Above Suspicion (1943)

Above Suspicion is a 1943 MGM spy thriller with a hefty dose of romance. The protagonists are not professional spies. Richard Myles (Fred MacMurray) is a slightly bookish American professor at Oxford. His new wife Frances (Joan Crawford) is also American. The fact that they are Americans and are so obviously harmless is precisely the reason they are recruited by British intelligence to carry out a delicate mission in southern Germany in 1939, shortly before the outbreak of the war.

They are told it will be a relatively simple mission and not especially dangerous. In fact it proves to be remarkably difficult and extremely dangerous.

The fact that they are amateurs was supposed to be an advantage. As harmless tourists they would be above suspicion. Unfortunately they soon realise that espionage is not really a game for amateurs and to be honest they really have very little idea what they’re doing.

Amateurs they may be, but they are resourceful and rather determined. Of course the reason they are so determined is that they don’t really how dangerous the game of espionage is.

Much of the plot hinges on their amateurishness. They have to make contact with British agents in Germany but they have no idea how such things are done. They have no knowledge of the profession of espionage and of course they make mistakes. They are however brave and determined and their amateur status can sometimes give them an edge, leading the Gestapo to underrate them.

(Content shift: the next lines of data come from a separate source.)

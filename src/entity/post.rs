use sea_orm::entity::prelude::*;

#[derive(Clone, Debug, PartialEq, Eq, DeriveEntityModel)]
#[sea_orm(table_name = "posts")]
pub struct Model {
    #[sea_orm(primary_key)]
    pub id: i32,
    pub title: String,
    pub content: String,
    pub created_at: DateTimeUtc,
    pub user_id: i32,
}

impl Model {
    /// Display form of `created_at`, e.g. `Mar 7 2023, 12:30 PM`.
    pub fn friendly_date(&self) -> String {
        friendly_date(self.created_at)
    }
}

pub fn friendly_date(at: DateTimeUtc) -> String {
    at.format("%b %-d %Y, %-I:%M %p").to_string()
}

#[derive(Copy, Clone, Debug, EnumIter, DeriveRelation)]
pub enum Relation {
    #[sea_orm(
        belongs_to = "super::user::Entity",
        from = "Column::UserId",
        to = "super::user::Column::Id"
    )]
    User,
    #[sea_orm(has_many = "super::post_tag::Entity")]
    PostTag,
}

impl Related<super::user::Entity> for Entity {
    fn to() -> RelationDef {
        Relation::User.def()
    }
}

impl Related<super::post_tag::Entity> for Entity {
    fn to() -> RelationDef {
        Relation::PostTag.def()
    }
}

impl Related<super::tag::Entity> for Entity {
    fn to() -> RelationDef {
        super::post_tag::Relation::Tag.def()
    }

    fn via() -> Option<RelationDef> {
        Some(super::post_tag::Relation::Post.def().rev())
    }
}

impl ActiveModelBehavior for ActiveModel {}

The movie was based on a novel by Helen MacInnes. MacInnes is not well known today but she had a long and successful career as a writer of spy fiction. Her husband worked for MI6 so she had the advantage of inside knowledge of the world of espionage. She was somewhat in the Eric Ambler tradition, preferring protagonists who were ordinary people caught up in espionage rather than professional spies. While Ambler’s heroes were often very reluctant spies MacInnes was more interested in people who were motivated by a sense of decency.

The screenplay has enough twists to keep things interesting. Richard Thorpe was a reliable journeyman director whose approach was straightforward but efficient.

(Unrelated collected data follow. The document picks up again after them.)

//! Post/tag association rows.
//!
//! `posts_tags` is only ever written through this module. Edits compute the
//! desired tag set, diff it against what is stored, then delete and insert the
//! difference, so deselecting several tags in one edit removes all of them.

use std::collections::BTreeSet;

use log::debug;
use sea_orm::{
    ColumnTrait, ConnectionTrait, EntityTrait, ModelTrait, QueryFilter, QueryOrder, QuerySelect,
    Set, TransactionTrait,
};

use crate::entity::{post, post_tag, tag};
use crate::error::{map_tx_error, AppError};

#[derive(Debug, Default, Clone, PartialEq, Eq)]
pub struct TagDiff {
    pub to_remove: Vec<i32>,
    pub to_add: Vec<i32>,
}

impl TagDiff {
    pub fn is_empty(&self) -> bool {
        self.to_remove.is_empty() && self.to_add.is_empty()
    }
}

/// Tags present in `current` but not `desired` are removed, the reverse are
/// added, the intersection is left alone.
pub fn diff_tag_sets(current: &BTreeSet<i32>, desired: &BTreeSet<i32>) -> TagDiff {
    TagDiff {
        to_remove: current.difference(desired).copied().collect(),
        to_add: desired.difference(current).copied().collect(),
    }
}

/// Replaces the full tag set of `post_id` with `tag_ids` (deduplicated).
/// Unknown tag ids are dropped. Returns the resulting tags ordered by name.
pub async fn set_post_tags<C: TransactionTrait>(
    db: &C,
    post_id: i32,
    tag_ids: Vec<i32>,
) -> Result<Vec<tag::Model>, AppError> {
    db.transaction::<_, Vec<tag::Model>, AppError>(move |txn| {
        Box::pin(async move {
            let post = find_post(txn, post_id).await?;
            replace_post_tags(txn, post.id, &tag_ids).await?;
            tags_of(txn, &post).await
        })
    })
    .await
    .map_err(map_tx_error)
}

/// Attaches `tag_ids` to a freshly created post, i.e. a replacement that
/// starts from the empty set. Tags already attached are kept.
pub async fn add_post_tags<C: TransactionTrait>(
    db: &C,
    post_id: i32,
    tag_ids: Vec<i32>,
) -> Result<Vec<tag::Model>, AppError> {
    db.transaction::<_, Vec<tag::Model>, AppError>(move |txn| {
        Box::pin(async move {
            let post = find_post(txn, post_id).await?;
            attach_post_tags(txn, post.id, &tag_ids).await?;
            tags_of(txn, &post).await
        })
    })
    .await
    .map_err(map_tx_error)
}

/// Tags of an existing post, ordered by name.
pub async fn post_tags<C: ConnectionTrait>(db: &C, post_id: i32) -> Result<Vec<tag::Model>, AppError> {
    let post = find_post(db, post_id).await?;
    tags_of(db, &post).await
}

pub(crate) async fn tags_of<C: ConnectionTrait>(
    db: &C,
    post: &post::Model,
) -> Result<Vec<tag::Model>, AppError> {
    Ok(post
        .find_related(tag::Entity)
        .order_by_asc(tag::Column::Name)
        .order_by_asc(tag::Column::Id)
        .all(db)
        .await?)
}

pub(crate) async fn replace_post_tags<C: ConnectionTrait>(
    db: &C,
    post_id: i32,
    tag_ids: &[i32],
) -> Result<TagDiff, AppError> {
    let desired = resolve_tag_ids(db, tag_ids).await?;
    let current = current_tag_ids(db, post_id).await?;
    let diff = diff_tag_sets(&current, &desired);
    apply_diff(db, post_id, &diff).await?;
    Ok(diff)
}

pub(crate) async fn attach_post_tags<C: ConnectionTrait>(
    db: &C,
    post_id: i32,
    tag_ids: &[i32],
) -> Result<TagDiff, AppError> {
    let desired = resolve_tag_ids(db, tag_ids).await?;
    let current = current_tag_ids(db, post_id).await?;
    let diff = TagDiff {
        to_remove: Vec::new(),
        to_add: desired.difference(&current).copied().collect(),
    };
    apply_diff(db, post_id, &diff).await?;
    Ok(diff)
}

/// Removes every association row of the given posts.
pub(crate) async fn detach_posts<C: ConnectionTrait>(db: &C, post_ids: &[i32]) -> Result<u64, AppError> {
    if post_ids.is_empty() {
        return Ok(0);
    }
    let res = post_tag::Entity::delete_many()
        .filter(post_tag::Column::PostId.is_in(post_ids.iter().copied()))
        .exec(db)
        .await?;
    Ok(res.rows_affected)
}

/// Removes every association row pointing at `tag_id`.
pub(crate) async fn detach_tag<C: ConnectionTrait>(db: &C, tag_id: i32) -> Result<u64, AppError> {
    let res = post_tag::Entity::delete_many()
        .filter(post_tag::Column::TagId.eq(tag_id))
        .exec(db)
        .await?;
    Ok(res.rows_affected)
}

async fn find_post<C: ConnectionTrait>(db: &C, post_id: i32) -> Result<post::Model, AppError> {
    post::Entity::find_by_id(post_id)
        .one(db)
        .await?
        .ok_or_else(|| AppError::not_found("post", post_id))
}

async fn current_tag_ids<C: ConnectionTrait>(db: &C, post_id: i32) -> Result<BTreeSet<i32>, AppError> {
    let ids: Vec<i32> = post_tag::Entity::find()
        .select_only()
        .column(post_tag::Column::TagId)
        .filter(post_tag::Column::PostId.eq(post_id))
        .into_tuple()
        .all(db)
        .await?;
    Ok(ids.into_iter().collect())
}

async fn resolve_tag_ids<C: ConnectionTrait>(db: &C, tag_ids: &[i32]) -> Result<BTreeSet<i32>, AppError> {
    let requested: BTreeSet<i32> = tag_ids.iter().copied().collect();
    if requested.is_empty() {
        return Ok(requested);
    }
    let known: Vec<i32> = tag::Entity::find()
        .select_only()
        .column(tag::Column::Id)
        .filter(tag::Column::Id.is_in(requested.iter().copied()))
        .into_tuple()
        .all(db)
        .await?;
    let known: BTreeSet<i32> = known.into_iter().collect();
    if known.len() != requested.len() {
        let unknown: Vec<i32> = requested.difference(&known).copied().collect();
        debug!("ignoring unknown tag ids {:?}", unknown);
    }
    Ok(known)
}

async fn apply_diff<C: ConnectionTrait>(db: &C, post_id: i32, diff: &TagDiff) -> Result<(), AppError> {
    if diff.is_empty() {
        return Ok(());
    }
    if !diff.to_remove.is_empty() {
        post_tag::Entity::delete_many()
            .filter(post_tag::Column::PostId.eq(post_id))
            .filter(post_tag::Column::TagId.is_in(diff.to_remove.iter().copied()))
            .exec(db)
            .await?;
    }
    if !diff.to_add.is_empty() {
        let rows = diff.to_add.iter().map(|tag_id| post_tag::ActiveModel {
            post_id: Set(post_id),
            tag_id: Set(*tag_id),
        });
        post_tag::Entity::insert_many(rows)
            .exec_without_returning(db)
            .await?;
    }
    debug!(
        "post {} tags: removed {:?} added {:?}",
        post_id, diff.to_remove, diff.to_add
    );
    Ok(())
}

#[cfg(test)]
mod tests {
    use super::*;

    fn set(ids: &[i32]) -> BTreeSet<i32> {
        ids.iter().copied().collect()
    }

    #[test]
    fn diff_removes_every_deselected_tag() {
        let diff = diff_tag_sets(&set(&[1, 2, 3, 4]), &set(&[2]));
        assert_eq!(diff.to_remove, vec![1, 3, 4]);
        assert!(diff.to_add.is_empty());
    }

    #[test]
    fn diff_keeps_intersection_untouched() {
        let diff = diff_tag_sets(&set(&[1, 2]), &set(&[2, 5]));
        assert_eq!(diff.to_remove, vec![1]);
        assert_eq!(diff.to_add, vec![5]);
    }

    #[test]
    fn diff_to_empty_clears_everything() {
        let diff = diff_tag_sets(&set(&[7, 8]), &BTreeSet::new());
        assert_eq!(diff.to_remove, vec![7, 8]);
        assert!(diff.to_add.is_empty());
    }

    #[test]
    fn identical_sets_produce_no_work() {
        assert!(diff_tag_sets(&set(&[3, 9]), &set(&[9, 3])).is_empty());
    }
}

Given the fact that they are playing amateur spies the casting of Fred MacMurray and Joan Crawford works fairly well. They don’t look like spies and they don’t behave like spies, which is of course the whole point of the story. MacMurray has no difficulty playing a mild-mannered professor, and he also has no difficulty in convincing us that underneath his mild exterior he has unexpected reserves of stubbornness and courage. This is a fairly light role for Crawford, playing a very sympathetic and likeable character, and she approaches it with just the right sort of breezy charm and combines this with an underlying strength. Frances Myles is no ditzy airhead, she’s a woman of genuine substance and Crawford gets the balance just right.

The danger of casting Basil Rathbone in a supporting rĂ´le in a movie of this type is that he will proceed to steal the picture. Which he almost succeeds in doing here.

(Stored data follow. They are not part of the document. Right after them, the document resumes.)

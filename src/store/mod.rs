//! Create, read and update for users, posts and tags.
//!
//! Every mutating function opens its own transaction on the handle it is
//! given; deletes live in [`crate::cascade`].

pub mod post;
pub mod tag;
pub mod user;

pub use post::{
    create_post, get_post, get_post_with_tags, list_posts_for_user, recent_posts, update_post,
    PostForm, PostWithTags, RECENT_POSTS_LIMIT,
};
pub use tag::{create_tag, get_tag, get_tag_with_posts, list_tags, update_tag, TagForm, TagWithPosts};
pub use user::{create_user, get_user, get_user_with_posts, list_users, update_user, UserForm, UserWithPosts};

This is generally speaking a fairly lightweight spy thriller although it has a few grim moments to remind us that while espionage can seem like fun it can turn deadly. This is an A-picture with high production values although made in the style of its time, in other words shot on sound stages and the backlot. Despite this it conveys the atmosphere of a world on the brink of war quite effectively. Being an MGM picture it offers more glamour than contemporary spy thriller from other studios, but it’s a movie that aims at excitement in exotic locales rather than grimness.

The Warner Archive made-on-demand DVD offers a very satisfactory transfer, without any extras.

Above Suspicion is well-crafted and benefits from a fine cast. is well-crafted and benefits from a fine cast. It’s not in the same league as movies like Casablanca and Notorious but it’s thoroughly enjoyable and can be unhesitatingly recommended.